Robert Sabatini^§¶, Nico Meeuwenoord, Jacques H. van Boom, and Piet Borst^**

From the  Division of Geographic Medicine, University of Alabama at Birmingham, Birmingham, Alabama 35294,  Leiden Institute of Chemistry, Gorlaeus Laboratories, 2300 RA Leiden, The Netherlands, and ^** Division of Molecular Biology and Centre of Biomedical Genetics, The Netherlands Cancer Institute, 1066 CX Amsterdam, The Netherlands

-D-Glucosyl-hydroxymethyluracil, also called base J, is an unusually modified DNA base conserved among Kinetoplastida. Base J is found predominantly in repetitive DNA and correlates with epigenetic silencing of telomeric variant surface glycoprotein genes.
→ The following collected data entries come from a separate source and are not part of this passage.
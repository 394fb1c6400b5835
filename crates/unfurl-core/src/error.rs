//! Error types for unfurl-core
//!
//! Errors are cloneable: a single in-flight request can fail for several
//! waiters at once, and each of them receives its own copy of the failure.

use std::path::PathBuf;
use thiserror::Error;

/// Core error type for unfurl operations
#[derive(Error, Debug, Clone, PartialEq, Eq)]
pub enum CoreError {
    // ===================
    // Config Errors
    // ===================
    #[error("No tenant registered for domain: {domain}")]
    TenantNotFound { domain: String },

    #[error("Invalid configuration: {message}")]
    InvalidConfig { message: String },

    #[error("Failed to read config file: {path}: {message}")]
    ConfigRead { path: PathBuf, message: String },

    #[error("Failed to parse config file {path}: {message}")]
    ConfigParse { path: PathBuf, message: String },

    // ===================
    // Transport Errors
    // ===================
    #[error("Request to {domain}{resource_path} failed: {message}")]
    Http {
        domain: String,
        resource_path: String,
        message: String,
    },

    #[error("Request to {domain}{resource_path} returned HTTP {status}")]
    Status {
        domain: String,
        resource_path: String,
        status: u16,
    },

    // ===================
    // Parse Errors
    // ===================
    #[error("Response from {domain}{resource_path} is not valid JSON: {message}")]
    JsonParse {
        domain: String,
        resource_path: String,
        message: String,
    },

    #[error("Payload for {key} does not match the {schema} schema: {message}")]
    Schema {
        key: String,
        schema: &'static str,
        message: String,
    },

    #[error("Invalid URL {url}: {reason}")]
    InvalidUrl { url: String, reason: String },
}

impl CoreError {
    /// True for errors raised before any I/O because the link's domain is not configured
    pub fn is_config(&self) -> bool {
        matches!(
            self,
            CoreError::TenantNotFound { .. }
                | CoreError::InvalidConfig { .. }
                | CoreError::ConfigRead { .. }
                | CoreError::ConfigParse { .. }
        )
    }

    /// True for network or response-decoding failures
    pub fn is_transport(&self) -> bool {
        matches!(
            self,
            CoreError::Http { .. } | CoreError::Status { .. } | CoreError::JsonParse { .. }
        )
    }
}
We have previously identified a J-binding protein (JBP) in Trypanosoma, Leishmania, and Crithidia, and we have shown that it is a structure-specific binding protein. Here we examine the molecular interactions that contribute to recognition of the glycosylated base in synthetic DNA substrates using modification interference, modification protection, DNA footprinting, and photocross-linking techniques. We find that the two primary requirements for J-DNA recognition include contacts at base J and a base immediately 5' of J (J-1). Methylation interference analysis indicates that the requirement of the base at position J-1 is due to a major groove contact independent of the sequence. DNA footprinting of the JBP·J-DNA complex with 1,10-phenanthroline-copper demonstrates that JBP contacts the minor groove at base J. Substitution of the thymine moiety of J with cytosine reduces the affinity for JBP ~15-fold. These data indicate that the sole sequence dependence for JBP binding may lie in the thymine moiety of base J and that recognition requires only two specific base contacts, base J and J-1, within both the major and minor groove of the J-DNA duplex.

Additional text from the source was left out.